===== Data extract

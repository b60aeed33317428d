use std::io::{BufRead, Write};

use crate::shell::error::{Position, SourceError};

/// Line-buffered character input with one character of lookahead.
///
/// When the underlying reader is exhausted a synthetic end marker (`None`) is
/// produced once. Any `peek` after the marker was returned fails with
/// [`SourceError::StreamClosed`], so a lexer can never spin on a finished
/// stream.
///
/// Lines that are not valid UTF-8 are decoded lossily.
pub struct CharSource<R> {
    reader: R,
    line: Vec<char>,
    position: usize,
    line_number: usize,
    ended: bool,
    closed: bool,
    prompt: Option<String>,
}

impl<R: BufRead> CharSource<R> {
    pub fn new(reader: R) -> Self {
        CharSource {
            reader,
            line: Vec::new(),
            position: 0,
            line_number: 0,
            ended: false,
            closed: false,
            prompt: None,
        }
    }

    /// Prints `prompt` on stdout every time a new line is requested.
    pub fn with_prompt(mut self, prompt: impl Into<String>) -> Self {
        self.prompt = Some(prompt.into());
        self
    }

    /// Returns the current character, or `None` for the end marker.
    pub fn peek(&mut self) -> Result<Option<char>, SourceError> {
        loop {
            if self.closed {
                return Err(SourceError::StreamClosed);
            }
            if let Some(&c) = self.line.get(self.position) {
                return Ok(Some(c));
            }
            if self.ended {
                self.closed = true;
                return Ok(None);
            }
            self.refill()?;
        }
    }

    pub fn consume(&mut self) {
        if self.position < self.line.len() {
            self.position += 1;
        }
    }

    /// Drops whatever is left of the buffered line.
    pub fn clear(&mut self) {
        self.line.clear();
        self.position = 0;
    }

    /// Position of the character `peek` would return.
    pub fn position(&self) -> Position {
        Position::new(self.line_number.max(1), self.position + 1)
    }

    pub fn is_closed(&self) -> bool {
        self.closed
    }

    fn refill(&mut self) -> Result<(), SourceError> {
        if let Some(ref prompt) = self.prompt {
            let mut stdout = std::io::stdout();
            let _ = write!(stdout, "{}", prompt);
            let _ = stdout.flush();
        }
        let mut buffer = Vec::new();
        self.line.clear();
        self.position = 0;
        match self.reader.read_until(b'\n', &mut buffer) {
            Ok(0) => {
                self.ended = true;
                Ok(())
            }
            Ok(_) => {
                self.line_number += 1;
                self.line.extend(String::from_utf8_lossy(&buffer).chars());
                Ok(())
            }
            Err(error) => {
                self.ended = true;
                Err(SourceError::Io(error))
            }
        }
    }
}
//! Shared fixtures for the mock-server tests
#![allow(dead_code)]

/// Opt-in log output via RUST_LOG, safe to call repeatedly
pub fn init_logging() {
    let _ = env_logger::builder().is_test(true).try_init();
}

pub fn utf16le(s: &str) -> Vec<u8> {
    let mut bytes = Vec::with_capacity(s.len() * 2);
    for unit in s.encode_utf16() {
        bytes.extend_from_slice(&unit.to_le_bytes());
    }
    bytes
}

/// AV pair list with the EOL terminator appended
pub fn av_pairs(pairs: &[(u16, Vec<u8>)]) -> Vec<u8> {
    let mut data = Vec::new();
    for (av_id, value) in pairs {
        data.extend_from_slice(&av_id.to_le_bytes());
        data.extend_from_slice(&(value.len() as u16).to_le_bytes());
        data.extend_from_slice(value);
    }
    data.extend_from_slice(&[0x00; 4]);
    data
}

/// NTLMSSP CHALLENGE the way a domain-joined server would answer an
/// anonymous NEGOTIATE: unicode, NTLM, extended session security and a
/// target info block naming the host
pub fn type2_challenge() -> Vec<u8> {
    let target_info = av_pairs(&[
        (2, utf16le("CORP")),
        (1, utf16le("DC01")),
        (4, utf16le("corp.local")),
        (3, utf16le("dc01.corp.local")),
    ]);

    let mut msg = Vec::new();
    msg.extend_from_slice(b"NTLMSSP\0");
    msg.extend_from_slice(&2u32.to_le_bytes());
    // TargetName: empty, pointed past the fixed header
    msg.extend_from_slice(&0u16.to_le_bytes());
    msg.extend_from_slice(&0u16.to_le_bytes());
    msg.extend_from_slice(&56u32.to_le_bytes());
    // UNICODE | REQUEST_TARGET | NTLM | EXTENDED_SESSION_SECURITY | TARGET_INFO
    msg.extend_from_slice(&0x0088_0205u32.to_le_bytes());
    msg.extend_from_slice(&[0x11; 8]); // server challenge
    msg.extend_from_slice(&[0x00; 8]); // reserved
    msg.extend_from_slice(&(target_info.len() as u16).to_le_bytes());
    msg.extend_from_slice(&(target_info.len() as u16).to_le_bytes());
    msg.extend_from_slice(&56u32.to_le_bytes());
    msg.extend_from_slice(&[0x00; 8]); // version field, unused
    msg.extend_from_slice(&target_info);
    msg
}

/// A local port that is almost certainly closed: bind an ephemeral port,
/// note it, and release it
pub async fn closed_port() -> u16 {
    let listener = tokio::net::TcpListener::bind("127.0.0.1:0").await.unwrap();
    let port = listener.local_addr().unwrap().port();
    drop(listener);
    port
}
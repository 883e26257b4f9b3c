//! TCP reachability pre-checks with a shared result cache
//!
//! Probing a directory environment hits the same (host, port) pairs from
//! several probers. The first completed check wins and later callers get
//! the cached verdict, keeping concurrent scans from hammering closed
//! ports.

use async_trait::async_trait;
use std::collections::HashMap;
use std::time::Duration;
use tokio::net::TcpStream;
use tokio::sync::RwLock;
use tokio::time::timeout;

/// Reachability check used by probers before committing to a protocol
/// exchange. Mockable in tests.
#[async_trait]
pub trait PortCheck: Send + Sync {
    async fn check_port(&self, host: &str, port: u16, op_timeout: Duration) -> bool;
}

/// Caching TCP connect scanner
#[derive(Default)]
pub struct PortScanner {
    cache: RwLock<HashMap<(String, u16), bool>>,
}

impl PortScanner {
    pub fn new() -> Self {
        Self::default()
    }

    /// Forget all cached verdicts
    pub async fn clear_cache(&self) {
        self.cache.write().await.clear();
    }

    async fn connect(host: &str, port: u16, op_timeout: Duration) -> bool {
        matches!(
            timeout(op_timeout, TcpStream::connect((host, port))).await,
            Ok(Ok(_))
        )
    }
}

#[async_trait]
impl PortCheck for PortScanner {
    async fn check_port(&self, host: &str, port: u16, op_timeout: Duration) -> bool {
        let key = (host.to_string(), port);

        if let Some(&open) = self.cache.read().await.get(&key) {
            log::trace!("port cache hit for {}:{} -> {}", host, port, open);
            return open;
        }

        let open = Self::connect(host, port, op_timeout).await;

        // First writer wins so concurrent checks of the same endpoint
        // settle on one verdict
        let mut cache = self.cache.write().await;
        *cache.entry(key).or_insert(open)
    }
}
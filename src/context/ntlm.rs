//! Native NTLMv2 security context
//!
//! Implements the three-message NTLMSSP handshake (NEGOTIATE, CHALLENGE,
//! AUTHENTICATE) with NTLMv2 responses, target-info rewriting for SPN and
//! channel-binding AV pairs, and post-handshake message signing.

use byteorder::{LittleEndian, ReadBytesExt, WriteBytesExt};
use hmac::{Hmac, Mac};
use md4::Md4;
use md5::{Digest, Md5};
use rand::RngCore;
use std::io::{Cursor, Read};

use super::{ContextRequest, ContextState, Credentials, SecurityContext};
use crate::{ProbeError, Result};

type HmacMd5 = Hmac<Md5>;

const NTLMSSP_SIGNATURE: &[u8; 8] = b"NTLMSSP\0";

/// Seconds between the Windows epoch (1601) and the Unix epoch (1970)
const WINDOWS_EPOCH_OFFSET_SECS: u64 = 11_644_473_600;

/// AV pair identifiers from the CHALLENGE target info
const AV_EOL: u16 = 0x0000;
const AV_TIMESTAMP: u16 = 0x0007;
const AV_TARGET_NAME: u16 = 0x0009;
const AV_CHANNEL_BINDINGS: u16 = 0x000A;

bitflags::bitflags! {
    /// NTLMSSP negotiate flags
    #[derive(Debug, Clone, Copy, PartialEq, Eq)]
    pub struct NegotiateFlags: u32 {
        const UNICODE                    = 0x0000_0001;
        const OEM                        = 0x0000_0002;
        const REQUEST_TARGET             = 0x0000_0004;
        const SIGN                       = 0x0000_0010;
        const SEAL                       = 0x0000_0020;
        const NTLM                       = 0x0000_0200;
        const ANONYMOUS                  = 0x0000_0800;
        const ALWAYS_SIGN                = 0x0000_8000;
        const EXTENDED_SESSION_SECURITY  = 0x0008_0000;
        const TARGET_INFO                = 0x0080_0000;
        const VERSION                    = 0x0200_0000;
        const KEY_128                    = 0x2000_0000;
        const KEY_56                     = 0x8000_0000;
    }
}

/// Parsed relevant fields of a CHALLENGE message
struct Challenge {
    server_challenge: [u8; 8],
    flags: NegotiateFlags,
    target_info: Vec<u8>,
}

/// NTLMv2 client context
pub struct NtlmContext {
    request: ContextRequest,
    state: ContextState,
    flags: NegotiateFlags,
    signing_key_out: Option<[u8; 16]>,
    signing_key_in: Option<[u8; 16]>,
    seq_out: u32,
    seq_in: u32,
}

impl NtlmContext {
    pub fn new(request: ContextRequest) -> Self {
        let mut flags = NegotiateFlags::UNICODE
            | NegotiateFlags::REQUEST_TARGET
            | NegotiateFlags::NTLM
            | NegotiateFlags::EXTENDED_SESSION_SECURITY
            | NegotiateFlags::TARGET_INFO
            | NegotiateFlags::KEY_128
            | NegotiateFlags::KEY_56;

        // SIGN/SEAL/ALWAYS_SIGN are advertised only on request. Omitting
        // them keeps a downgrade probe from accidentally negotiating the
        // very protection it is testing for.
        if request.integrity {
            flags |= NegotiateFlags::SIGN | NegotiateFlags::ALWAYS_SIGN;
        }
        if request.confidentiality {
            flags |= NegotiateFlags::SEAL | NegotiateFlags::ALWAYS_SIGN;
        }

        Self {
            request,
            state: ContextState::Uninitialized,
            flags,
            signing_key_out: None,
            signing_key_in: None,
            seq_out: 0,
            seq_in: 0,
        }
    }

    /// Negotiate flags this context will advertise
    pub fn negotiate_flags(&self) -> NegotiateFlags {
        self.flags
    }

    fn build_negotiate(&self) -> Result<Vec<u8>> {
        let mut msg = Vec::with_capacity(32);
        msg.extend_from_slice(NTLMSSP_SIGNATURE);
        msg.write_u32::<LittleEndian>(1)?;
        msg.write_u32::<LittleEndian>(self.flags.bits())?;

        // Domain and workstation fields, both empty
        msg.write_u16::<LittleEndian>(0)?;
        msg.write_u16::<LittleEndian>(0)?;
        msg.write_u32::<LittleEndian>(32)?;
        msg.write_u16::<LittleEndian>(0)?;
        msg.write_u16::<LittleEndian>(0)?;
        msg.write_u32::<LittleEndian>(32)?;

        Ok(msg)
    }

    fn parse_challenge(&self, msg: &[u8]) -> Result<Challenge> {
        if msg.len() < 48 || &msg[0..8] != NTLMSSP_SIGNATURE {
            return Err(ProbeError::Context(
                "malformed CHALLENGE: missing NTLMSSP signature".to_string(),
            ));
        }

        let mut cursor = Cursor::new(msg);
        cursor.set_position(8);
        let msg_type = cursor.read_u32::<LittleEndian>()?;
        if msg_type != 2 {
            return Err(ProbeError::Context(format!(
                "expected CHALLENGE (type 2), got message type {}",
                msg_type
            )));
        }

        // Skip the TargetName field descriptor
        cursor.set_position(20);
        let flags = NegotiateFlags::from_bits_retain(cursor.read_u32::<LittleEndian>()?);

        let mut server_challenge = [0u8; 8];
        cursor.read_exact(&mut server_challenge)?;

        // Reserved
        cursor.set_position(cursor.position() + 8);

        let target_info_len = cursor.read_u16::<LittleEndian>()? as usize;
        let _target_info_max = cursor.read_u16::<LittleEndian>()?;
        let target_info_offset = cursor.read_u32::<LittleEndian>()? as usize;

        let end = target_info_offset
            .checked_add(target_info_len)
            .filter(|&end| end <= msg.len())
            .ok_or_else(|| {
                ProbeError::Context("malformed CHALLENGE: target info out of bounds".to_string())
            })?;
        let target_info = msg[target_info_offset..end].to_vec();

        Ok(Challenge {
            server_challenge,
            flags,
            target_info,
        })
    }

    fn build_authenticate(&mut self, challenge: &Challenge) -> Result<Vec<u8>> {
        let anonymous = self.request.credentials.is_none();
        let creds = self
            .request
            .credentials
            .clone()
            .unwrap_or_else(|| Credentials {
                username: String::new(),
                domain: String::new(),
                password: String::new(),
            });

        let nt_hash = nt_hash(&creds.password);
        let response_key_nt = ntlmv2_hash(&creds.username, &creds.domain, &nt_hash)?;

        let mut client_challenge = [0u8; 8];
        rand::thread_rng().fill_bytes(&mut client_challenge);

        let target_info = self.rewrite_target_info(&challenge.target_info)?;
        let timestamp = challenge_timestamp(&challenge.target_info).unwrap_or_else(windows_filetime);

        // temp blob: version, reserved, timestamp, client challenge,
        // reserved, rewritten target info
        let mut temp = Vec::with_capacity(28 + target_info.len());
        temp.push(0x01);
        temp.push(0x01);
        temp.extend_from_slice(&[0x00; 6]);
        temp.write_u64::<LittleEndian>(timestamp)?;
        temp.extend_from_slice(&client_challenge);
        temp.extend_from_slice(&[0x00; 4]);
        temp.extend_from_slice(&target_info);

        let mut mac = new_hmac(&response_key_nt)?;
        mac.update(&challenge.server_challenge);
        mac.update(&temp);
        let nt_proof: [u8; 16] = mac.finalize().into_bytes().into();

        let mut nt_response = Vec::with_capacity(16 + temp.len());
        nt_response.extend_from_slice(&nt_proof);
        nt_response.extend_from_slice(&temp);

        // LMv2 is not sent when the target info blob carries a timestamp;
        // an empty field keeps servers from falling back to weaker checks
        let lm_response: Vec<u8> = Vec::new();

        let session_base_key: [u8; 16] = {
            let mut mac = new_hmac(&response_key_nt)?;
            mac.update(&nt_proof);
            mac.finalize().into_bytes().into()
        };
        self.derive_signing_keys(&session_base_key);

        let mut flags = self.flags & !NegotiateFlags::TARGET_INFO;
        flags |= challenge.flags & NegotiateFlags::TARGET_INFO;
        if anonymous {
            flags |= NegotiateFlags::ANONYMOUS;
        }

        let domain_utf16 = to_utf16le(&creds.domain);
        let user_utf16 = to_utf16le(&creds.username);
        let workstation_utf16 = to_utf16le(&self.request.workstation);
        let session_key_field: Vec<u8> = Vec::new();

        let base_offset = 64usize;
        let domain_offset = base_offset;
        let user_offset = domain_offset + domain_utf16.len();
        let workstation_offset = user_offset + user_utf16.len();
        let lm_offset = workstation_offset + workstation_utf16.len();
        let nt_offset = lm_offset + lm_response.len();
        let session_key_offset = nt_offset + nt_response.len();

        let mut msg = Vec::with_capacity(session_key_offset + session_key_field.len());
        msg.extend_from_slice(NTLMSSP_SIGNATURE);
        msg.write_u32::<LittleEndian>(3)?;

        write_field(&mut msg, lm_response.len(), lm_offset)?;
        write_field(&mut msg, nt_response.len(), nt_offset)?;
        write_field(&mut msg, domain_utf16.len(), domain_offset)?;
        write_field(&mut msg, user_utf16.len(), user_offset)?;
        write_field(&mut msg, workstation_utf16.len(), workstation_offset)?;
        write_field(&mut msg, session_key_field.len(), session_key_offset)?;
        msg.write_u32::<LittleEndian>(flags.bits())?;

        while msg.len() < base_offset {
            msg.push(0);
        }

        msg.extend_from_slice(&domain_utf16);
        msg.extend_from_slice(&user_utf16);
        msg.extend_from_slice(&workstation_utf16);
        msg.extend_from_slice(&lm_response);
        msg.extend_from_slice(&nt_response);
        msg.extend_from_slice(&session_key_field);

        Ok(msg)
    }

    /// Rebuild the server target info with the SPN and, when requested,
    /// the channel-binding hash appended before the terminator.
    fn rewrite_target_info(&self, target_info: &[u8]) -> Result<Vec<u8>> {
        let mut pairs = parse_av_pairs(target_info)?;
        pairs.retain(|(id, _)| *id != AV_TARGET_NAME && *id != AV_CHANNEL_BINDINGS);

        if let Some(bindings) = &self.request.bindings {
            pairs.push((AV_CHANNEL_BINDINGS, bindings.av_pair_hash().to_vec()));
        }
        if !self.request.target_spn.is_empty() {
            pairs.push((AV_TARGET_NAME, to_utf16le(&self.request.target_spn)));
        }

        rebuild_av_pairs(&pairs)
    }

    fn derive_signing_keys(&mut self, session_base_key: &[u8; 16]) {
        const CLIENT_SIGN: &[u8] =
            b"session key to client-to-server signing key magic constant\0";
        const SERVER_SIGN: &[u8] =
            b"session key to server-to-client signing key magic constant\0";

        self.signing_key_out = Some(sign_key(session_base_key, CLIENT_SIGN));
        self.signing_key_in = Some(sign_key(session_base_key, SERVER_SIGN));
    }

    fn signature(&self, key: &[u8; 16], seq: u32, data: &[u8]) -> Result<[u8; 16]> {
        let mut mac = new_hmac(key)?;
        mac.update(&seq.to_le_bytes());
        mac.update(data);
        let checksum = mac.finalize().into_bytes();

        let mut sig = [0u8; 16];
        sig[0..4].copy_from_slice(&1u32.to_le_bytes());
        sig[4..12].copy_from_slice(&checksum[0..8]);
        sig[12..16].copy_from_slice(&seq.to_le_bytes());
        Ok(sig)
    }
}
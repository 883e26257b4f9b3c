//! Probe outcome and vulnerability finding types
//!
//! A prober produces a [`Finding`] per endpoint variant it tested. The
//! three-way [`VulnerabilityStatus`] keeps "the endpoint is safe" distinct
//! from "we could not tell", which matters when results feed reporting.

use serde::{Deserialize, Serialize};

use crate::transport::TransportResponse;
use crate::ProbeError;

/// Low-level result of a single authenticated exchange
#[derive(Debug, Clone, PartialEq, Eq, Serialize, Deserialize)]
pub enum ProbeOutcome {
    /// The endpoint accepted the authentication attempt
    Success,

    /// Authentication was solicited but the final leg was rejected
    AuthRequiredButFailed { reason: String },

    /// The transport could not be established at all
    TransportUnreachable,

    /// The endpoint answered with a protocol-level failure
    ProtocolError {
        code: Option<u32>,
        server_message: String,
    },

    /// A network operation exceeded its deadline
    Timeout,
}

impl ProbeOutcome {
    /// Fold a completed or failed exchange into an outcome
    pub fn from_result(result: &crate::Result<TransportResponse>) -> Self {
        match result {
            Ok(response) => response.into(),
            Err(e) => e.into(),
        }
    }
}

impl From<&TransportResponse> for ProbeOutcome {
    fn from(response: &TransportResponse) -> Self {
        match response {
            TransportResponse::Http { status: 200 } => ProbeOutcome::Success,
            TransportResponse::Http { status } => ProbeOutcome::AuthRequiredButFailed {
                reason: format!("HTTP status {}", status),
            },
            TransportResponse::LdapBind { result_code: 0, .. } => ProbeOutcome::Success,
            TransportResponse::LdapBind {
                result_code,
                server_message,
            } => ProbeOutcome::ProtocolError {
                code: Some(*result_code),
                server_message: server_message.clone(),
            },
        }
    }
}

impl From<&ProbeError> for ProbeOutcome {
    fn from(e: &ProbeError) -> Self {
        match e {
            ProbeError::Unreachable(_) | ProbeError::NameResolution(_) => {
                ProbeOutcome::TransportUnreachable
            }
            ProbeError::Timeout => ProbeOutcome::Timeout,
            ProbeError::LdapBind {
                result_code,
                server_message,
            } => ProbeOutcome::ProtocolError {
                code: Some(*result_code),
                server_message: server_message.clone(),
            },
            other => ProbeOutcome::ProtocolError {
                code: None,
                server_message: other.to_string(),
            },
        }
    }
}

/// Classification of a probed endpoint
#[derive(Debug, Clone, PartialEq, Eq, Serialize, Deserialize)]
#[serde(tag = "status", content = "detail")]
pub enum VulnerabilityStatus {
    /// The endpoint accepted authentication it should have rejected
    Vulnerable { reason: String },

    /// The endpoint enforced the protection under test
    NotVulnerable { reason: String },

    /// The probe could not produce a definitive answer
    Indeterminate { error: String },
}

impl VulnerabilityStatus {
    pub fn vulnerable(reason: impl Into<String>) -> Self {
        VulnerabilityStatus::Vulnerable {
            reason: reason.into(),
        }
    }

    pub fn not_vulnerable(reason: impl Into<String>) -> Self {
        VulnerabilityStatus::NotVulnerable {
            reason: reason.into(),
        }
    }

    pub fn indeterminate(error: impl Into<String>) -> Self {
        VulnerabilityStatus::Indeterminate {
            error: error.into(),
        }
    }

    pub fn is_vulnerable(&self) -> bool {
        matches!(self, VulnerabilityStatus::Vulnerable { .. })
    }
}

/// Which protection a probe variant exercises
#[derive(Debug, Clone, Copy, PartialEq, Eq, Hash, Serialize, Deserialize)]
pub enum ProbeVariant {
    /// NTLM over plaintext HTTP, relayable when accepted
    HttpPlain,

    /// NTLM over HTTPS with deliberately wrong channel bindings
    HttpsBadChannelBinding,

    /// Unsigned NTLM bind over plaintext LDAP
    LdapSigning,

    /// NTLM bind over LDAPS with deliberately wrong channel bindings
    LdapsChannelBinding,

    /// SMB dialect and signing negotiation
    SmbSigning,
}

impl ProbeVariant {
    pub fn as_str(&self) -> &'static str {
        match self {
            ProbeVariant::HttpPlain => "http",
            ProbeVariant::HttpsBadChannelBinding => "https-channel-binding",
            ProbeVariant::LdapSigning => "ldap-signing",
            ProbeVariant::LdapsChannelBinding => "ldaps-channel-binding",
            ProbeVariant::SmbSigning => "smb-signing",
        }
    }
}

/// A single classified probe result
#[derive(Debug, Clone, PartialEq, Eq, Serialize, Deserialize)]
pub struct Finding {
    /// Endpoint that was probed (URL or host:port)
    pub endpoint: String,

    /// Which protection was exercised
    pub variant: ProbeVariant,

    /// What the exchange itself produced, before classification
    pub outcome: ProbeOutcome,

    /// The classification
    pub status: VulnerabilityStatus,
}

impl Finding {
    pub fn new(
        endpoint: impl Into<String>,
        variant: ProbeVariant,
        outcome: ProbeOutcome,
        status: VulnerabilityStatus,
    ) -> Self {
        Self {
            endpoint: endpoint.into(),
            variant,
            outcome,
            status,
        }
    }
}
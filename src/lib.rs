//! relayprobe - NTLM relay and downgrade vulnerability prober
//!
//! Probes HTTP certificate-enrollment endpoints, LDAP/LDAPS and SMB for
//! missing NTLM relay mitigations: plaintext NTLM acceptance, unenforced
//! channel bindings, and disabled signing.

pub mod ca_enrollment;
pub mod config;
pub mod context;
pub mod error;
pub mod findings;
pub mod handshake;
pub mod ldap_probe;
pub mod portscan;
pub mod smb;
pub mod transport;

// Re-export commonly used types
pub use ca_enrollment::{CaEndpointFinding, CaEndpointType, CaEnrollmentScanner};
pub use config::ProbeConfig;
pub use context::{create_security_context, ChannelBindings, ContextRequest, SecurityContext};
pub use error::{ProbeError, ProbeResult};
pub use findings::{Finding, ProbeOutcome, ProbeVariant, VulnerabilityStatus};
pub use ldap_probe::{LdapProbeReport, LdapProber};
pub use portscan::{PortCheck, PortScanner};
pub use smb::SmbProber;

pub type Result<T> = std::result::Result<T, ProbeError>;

==========

-- Work request --
Return each line from the entries above that includes "listener".

-- Answer to this task --
    let listener = tokio::net::TcpListener::bind("127.0.0.1:0").await.unwrap();
    let port = listener.local_addr().unwrap().port();
    drop(listener);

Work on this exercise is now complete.